▶ Assignment
Give the data a second time, exactly and in full.

::::::::::

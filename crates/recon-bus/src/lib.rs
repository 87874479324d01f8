//! Event Bus (C7): a topic-exchange event bus over AMQP, grounded on
//! `event_bus.py`'s `EventBus` / `QueueConfig`.
//!
//! - Topic exchange `scan.events`, durable.
//! - Four durable priority queues (`x-max-priority: 10`), one per pipeline
//!   stage, each bound to `"{queue}.#"`.
//! - Routing key `"{queue}.{event}"`; priority derived from `confidence`.

pub mod event;
pub mod queue_config;

use std::collections::HashSet;
use std::sync::Arc;

use futures::StreamExt;
use lapin::options::{
    BasicAckOptions, BasicConsumeOptions, BasicPublishOptions, ExchangeDeclareOptions,
    QueueBindOptions, QueueDeclareOptions,
};
use lapin::types::{AMQPValue, FieldTable};
use lapin::{BasicProperties, Channel, Connection, ConnectionProperties, ExchangeKind};
use thiserror::Error;
use tokio::sync::Mutex;

pub use event::Event;

#[derive(Debug, Error)]
pub enum BusError {
    #[error("amqp error: {0}")]
    Amqp(#[from] lapin::Error),

    #[error("event missing 'event' field")]
    MissingEventName,

    #[error("serialization error: {0}")]
    Serialization(#[from] serde_json::Error),
}

/// An async EventBus over a single AMQP channel.
pub struct EventBus {
    channel: Channel,
    declared_queues: Mutex<HashSet<String>>,
}

impl EventBus {
    /// Connect, open a channel, and declare the topic exchange.
    pub async fn connect(amqp_url: &str) -> Result<Self, BusError> {
        let connection = Connection::connect(
            amqp_url,
            ConnectionProperties::default()
                .with_executor(tokio_executor_trait::Tokio::current())
                .with_reactor(tokio_reactor_trait::Tokio),
        )
        .await?;
        let channel = connection.create_channel().await?;

        channel
            .exchange_declare(
                queue_config::EXCHANGE_NAME,
                ExchangeKind::Topic,
                ExchangeDeclareOptions {
                    durable: true,
                    ..Default::default()
                },
                FieldTable::default(),
            )
            .await?;

        tracing::info!(exchange = queue_config::EXCHANGE_NAME, "declared topic exchange");

        Ok(Self {
            channel,
            declared_queues: Mutex::new(HashSet::new()),
        })
    }

    async fn ensure_queue(&self, queue_name: &str, binding_pattern: &str) -> Result<(), BusError> {
        let mut declared = self.declared_queues.lock().await;
        if declared.contains(queue_name) {
            return Ok(());
        }

        let mut args = FieldTable::default();
        args.insert("x-max-priority".into(), AMQPValue::ShortShortUInt(10));

        self.channel
            .queue_declare(
                queue_name,
                QueueDeclareOptions {
                    durable: true,
                    ..Default::default()
                },
                args,
            )
            .await?;

        self.channel
            .queue_bind(
                queue_name,
                queue_config::EXCHANGE_NAME,
                binding_pattern,
                QueueBindOptions::default(),
                FieldTable::default(),
            )
            .await?;

        declared.insert(queue_name.to_string());
        tracing::info!(queue = queue_name, binding = binding_pattern, "declared queue");
        Ok(())
    }

    /// Publish `event` to the topic exchange with a priority derived from
    /// its confidence.
    pub async fn publish(&self, event: &Event) -> Result<(), BusError> {
        if event.event.is_empty() {
            return Err(BusError::MissingEventName);
        }

        let routing_key = queue_config::routing_key(&event.event);
        let priority = queue_config::confidence_to_priority(event.confidence);
        let body = serde_json::to_vec(event)?;

        self.channel
            .basic_publish(
                queue_config::EXCHANGE_NAME,
                &routing_key,
                BasicPublishOptions::default(),
                &body,
                BasicProperties::default()
                    .with_delivery_mode(2)
                    .with_priority(priority),
            )
            .await?
            .await?;

        tracing::debug!(event = %event.event, %routing_key, priority, "published event");
        Ok(())
    }

    /// Subscribe to `queue_name`, invoking `handler` for each delivery and
    /// acking only after it returns successfully.
    pub async fn subscribe<F, Fut>(&self, queue_name: &str, handler: F) -> Result<(), BusError>
    where
        F: Fn(Event) -> Fut + Send + Sync + 'static,
        Fut: std::future::Future<Output = Result<(), BusError>> + Send,
    {
        let binding_pattern = queue_config::queue_binding(queue_name);
        self.ensure_queue(queue_name, &binding_pattern).await?;

        let handler = Arc::new(handler);
        let mut consumer = self
            .channel
            .basic_consume(
                queue_name,
                "recon-orchestrator",
                BasicConsumeOptions::default(),
                FieldTable::default(),
            )
            .await?;

        tracing::info!(queue = queue_name, "subscribed");

        while let Some(delivery) = consumer.next().await {
            let delivery = delivery?;
            let event: Event = serde_json::from_slice(&delivery.data)?;
            let handler = handler.clone();
            if let Err(err) = handler(event).await {
                tracing::error!(queue = queue_name, error = %err, "handler failed, message left unacked");
                continue;
            }
            delivery.ack(BasicAckOptions::default()).await?;
        }

        Ok(())
    }
}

::::::::::

▶ The completed task
filename crates/recon-bus/src/lib.rs
repository 87874479324d01f8
//! Event Bus (C7): a topic-exchange event bus over AMQP, grounded on
//! `event_bus.py`'s `EventBus` / `QueueConfig`.
//!
//! - Topic exchange `scan.events`, durable.
//! - Four durable priority queues (`x-max-priority: 10`), one per pipeline
//!   stage, each bound to `"{queue}.#"`.
//! - Routing key `"{queue}.{event}"`; priority derived from `confidence`.

pub mod event;
pub mod queue_config;

use std::collections::HashSet;
use std::sync::Arc;

use futures::StreamExt;
use lapin::options::{
    BasicAckOptions, BasicConsumeOptions, BasicPublishOptions, ExchangeDeclareOptions,
    QueueBindOptions, QueueDeclareOptions,
};
use lapin::types::{AMQPValue, FieldTable};
use lapin::{BasicProperties, Channel, Connection, ConnectionProperties, ExchangeKind};
use thiserror::Error;
use tokio::sync::Mutex;

pub use event::Event;

#[derive(Debug, Error)]
pub enum BusError {
    #[error("amqp error: {0}")]
    Amqp(#[from] lapin::Error),

    #[error("event missing 'event' field")]
    MissingEventName,

    #[error("serialization error: {0}")]
    Serialization(#[from] serde_json::Error),
}

/// An async EventBus over a single AMQP channel.
pub struct EventBus {
    channel: Channel,
    declared_queues: Mutex<HashSet<String>>,
}

impl EventBus {
    /// Connect, open a channel, and declare the topic exchange.
    pub async fn connect(amqp_url: &str) -> Result<Self, BusError> {
        let connection = Connection::connect(
            amqp_url,
            ConnectionProperties::default()
                .with_executor(tokio_executor_trait::Tokio::current())
                .with_reactor(tokio_reactor_trait::Tokio),
        )
        .await?;
        let channel = connection.create_channel().await?;

        channel
            .exchange_declare(
                queue_config::EXCHANGE_NAME,
                ExchangeKind::Topic,
                ExchangeDeclareOptions {
                    durable: true,
                    ..Default::default()
                },
                FieldTable::default(),
            )
            .await?;

        tracing::info!(exchange = queue_config::EXCHANGE_NAME, "declared topic exchange");

        Ok(Self {
            channel,
            declared_queues: Mutex::new(HashSet::new()),
        })
    }

    async fn ensure_queue(&self, queue_name: &str, binding_pattern: &str) -> Result<(), BusError> {
        let mut declared = self.declared_queues.lock().await;
        if declared.contains(queue_name) {
            return Ok(());
        }

        let mut args = FieldTable::default();
        args.insert("x-max-priority".into(), AMQPValue::ShortShortUInt(10));

        self.channel
            .queue_declare(
                queue_name,
                QueueDeclareOptions {
                    durable: true,
                    ..Default::default()
                },
                args,
            )
            .await?;

        self.channel
            .queue_bind(
                queue_name,
                queue_config::EXCHANGE_NAME,
                binding_pattern,
                QueueBindOptions::default(),
                FieldTable::default(),
            )
            .await?;

        declared.insert(queue_name.to_string());
        tracing::info!(queue = queue_name, binding = binding_pattern, "declared queue");
        Ok(())
    }

    /// Publish `event` to the topic exchange with a priority derived from
    /// its confidence.
    pub async fn publish(&self, event: &Event) -> Result<(), BusError> {
        if event.event.is_empty() {
            return Err(BusError::MissingEventName);
        }

        let routing_key = queue_config::routing_key(&event.event);
        let priority = queue_config::confidence_to_priority(event.confidence);
        let body = serde_json::to_vec(event)?;

        self.channel
            .basic_publish(
                queue_config::EXCHANGE_NAME,
                &routing_key,
                BasicPublishOptions::default(),
                &body,
                BasicProperties::default()
                    .with_delivery_mode(2)
                    .with_priority(priority),
            )
            .await?
            .await?;

        tracing::debug!(event = %event.event, %routing_key, priority, "published event");
        Ok(())
    }

    /// Subscribe to `queue_name`, invoking `handler` for each delivery and
    /// acking only after it returns successfully.
    pub async fn subscribe<F, Fut>(&self, queue_name: &str, handler: F) -> Result<(), BusError>
    where
        F: Fn(Event) -> Fut + Send + Sync + 'static,
        Fut: std::future::Future<Output = Result<(), BusError>> + Send,
    {
        let binding_pattern = queue_config::queue_binding(queue_name);
        self.ensure_queue(queue_name, &binding_pattern).await?;

        let handler = Arc::new(handler);
        let mut consumer = self
            .channel
            .basic_consume(
                queue_name,
                "recon-orchestrator",
                BasicConsumeOptions::default(),
                FieldTable::default(),
            )
            .await?;

        tracing::info!(queue = queue_name, "subscribed");

        while let Some(delivery) = consumer.next().await {
            let delivery = delivery?;
            let event: Event = serde_json::from_slice(&delivery.data)?;
            let handler = handler.clone();
            if let Err(err) = handler(event).await {
                tracing::error!(queue = queue_name, error = %err, "handler failed, message left unacked");
                continue;
            }
            delivery.ack(BasicAckOptions::default()).await?;
        }

        Ok(())
    }
}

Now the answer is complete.